Tiga Satgas dengan Tugas Spesifik: Siapa Sasaran Pertama?
Kepala Bapenda Kabupaten Bekasi, Iwan Ridwan, merinci pembagian tim menjadi tiga satuan tugas (satgas) dengan target berbeda. Pertama, satgas yang fokus mengawasi penggunaan air tanah di kawasan industri. Tim ini melibatkan Pemerintah Provinsi Jawa Barat, kepolisian, kejaksaan, TNI, Subdenpom, hingga aparat kewilayahan.
Kedua, satgas khusus untuk pengawasan pajak reklame dan retribusi daerah lainnya. Ketiga, satgas yang bertugas menindaklanjuti wajib pajak yang telah melalui tahapan teguran hingga pemanggilan bersama Kejaksaan Negeri Kabupaten Bekasi.
Operasi lapangan dibagi dalam dua hari. Pada Kamis, tim akan menyasar perusahaan, hotel, dan pelaku usaha pengguna air tanah, sekaligus melakukan sosialisasi di kawasan industri.

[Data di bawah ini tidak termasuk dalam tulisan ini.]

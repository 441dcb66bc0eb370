//! Browser registry built from the `[browsers]` section
//!
//! The registry is an explicitly order-preserving mapping from browser name
//! to [`Browser`]. Order matters: the synthesized catch-all preference is
//! bound to the *first* configured browser, so a plain hash map would not
//! do. Browsers are owned by the registry and shared with preferences via
//! `Arc`; they are never mutated after construction.

use crate::error::{Error, Result};
use crate::lines::split_key_value;
use serde::Serialize;
use std::collections::HashMap;
use std::sync::Arc;

/// Fallback browser name used when the `[browsers]` section is empty.
pub const FALLBACK_BROWSER_NAME: &str = "firefox";

/// Fallback launch template. `{url}` is the single placeholder substituted
/// with the (possibly transformed) URL by the launcher.
pub const FALLBACK_LAUNCH_TEMPLATE: &str = "firefox \"{url}\"";

/// One configured browser: a name and a launch template
///
/// The launch template contains exactly one `{url}` placeholder; launching
/// itself is the launcher's job, not this crate's.
#[derive(Debug, Clone, PartialEq, Eq, Serialize)]
pub struct Browser {
    pub name: String,
    pub launch_template: String,
}

/// Order-preserving mapping of browser name to [`Browser`]
///
/// Built once from the `[browsers]` section and immutable afterwards.
/// Never empty: if the section yields zero entries, exactly one fallback
/// browser is injected.
#[derive(Debug, Clone)]
pub struct BrowserRegistry {
    browsers: Vec<Arc<Browser>>,
    by_name: HashMap<String, usize>,
}

impl BrowserRegistry {
    /// Build a registry from the `[browsers]` section's raw lines, in file order.
    ///
    /// Each line is `name=launch_template`. Duplicate names fail fast with
    /// [`Error::DuplicateBrowserName`]. An empty section produces a registry
    /// holding just the fallback browser.
    pub fn from_section(lines: &[&str]) -> Result<Self> {
        let mut registry = BrowserRegistry {
            browsers: Vec::with_capacity(lines.len()),
            by_name: HashMap::with_capacity(lines.len()),
        };

        for line in lines {
            let (name, launch_template) = split_key_value(line);
            registry.insert(Browser {
                name: name.to_string(),
                launch_template: launch_template.to_string(),
            })?;
        }

        // Nobody should write a config with no browsers at all, but if they
        // do, force a commonly preinstalled default in there.
        if registry.browsers.is_empty() {
            registry.insert(Browser {
                name: FALLBACK_BROWSER_NAME.to_string(),
                launch_template: FALLBACK_LAUNCH_TEMPLATE.to_string(),
            })?;
        }

        Ok(registry)
    }

    fn insert(&mut self, browser: Browser) -> Result<()> {
        if self.by_name.contains_key(&browser.name) {
            return Err(Error::DuplicateBrowserName { name: browser.name });
        }
        self.by_name.insert(browser.name.clone(), self.browsers.len());
        self.browsers.push(Arc::new(browser));
        Ok(())
    }

    /// Look up a browser by name, sharing ownership with the caller.
    pub fn get(&self, name: &str) -> Option<Arc<Browser>> {
        self.by_name.get(name).map(|&i| Arc::clone(&self.browsers[i]))
    }

    /// The first browser in file order, target of the catch-all preference.
    pub fn first(&self) -> Option<Arc<Browser>> {
        self.browsers.first().map(Arc::clone)
    }

    /// Iterate over the browsers in file order.
    pub fn iter(&self) -> impl Iterator<Item = &Arc<Browser>> {
        self.browsers.iter()
    }

    pub fn len(&self) -> usize {
        self.browsers.len()
    }

    pub fn is_empty(&self) -> bool {
        self.browsers.is_empty()
    }
}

Sedangkan Jumat, pengawasan difokuskan pada objek pajak reklame.
Baru Tergarap Setengah: Target Rp 56,1 Miliar Masih Jauh
Data Bapenda per 21 Juli 2026 pukul 08.00 WIB menunjukkan realisasi penerimaan pajak air tanah baru mencapai Rp 8,2 miliar atau 56,84 persen dari target Rp 14,5 miliar. Sementara pajak reklame baru terkumpul Rp 18,5 miliar atau 44,54 persen dari target Rp 41,6 miliar. Artinya, dari total target Rp 56,1 miliar, baru separuh lebih yang tercapai.
Melalui pengawasan terpadu ini, Pemkab Bekasi optimistis potensi pajak yang selama ini belum tergali bisa dioptimalkan. "Pendapatan asli daerah harus kita pacu untuk menunjang pembiayaan pembangunan Kabupaten Bekasi," ujar Iwan. Dengan keterlibatan aparat penegak hukum, proses penagihan diharapkan berjalan lebih efektif dan tepat sasaran.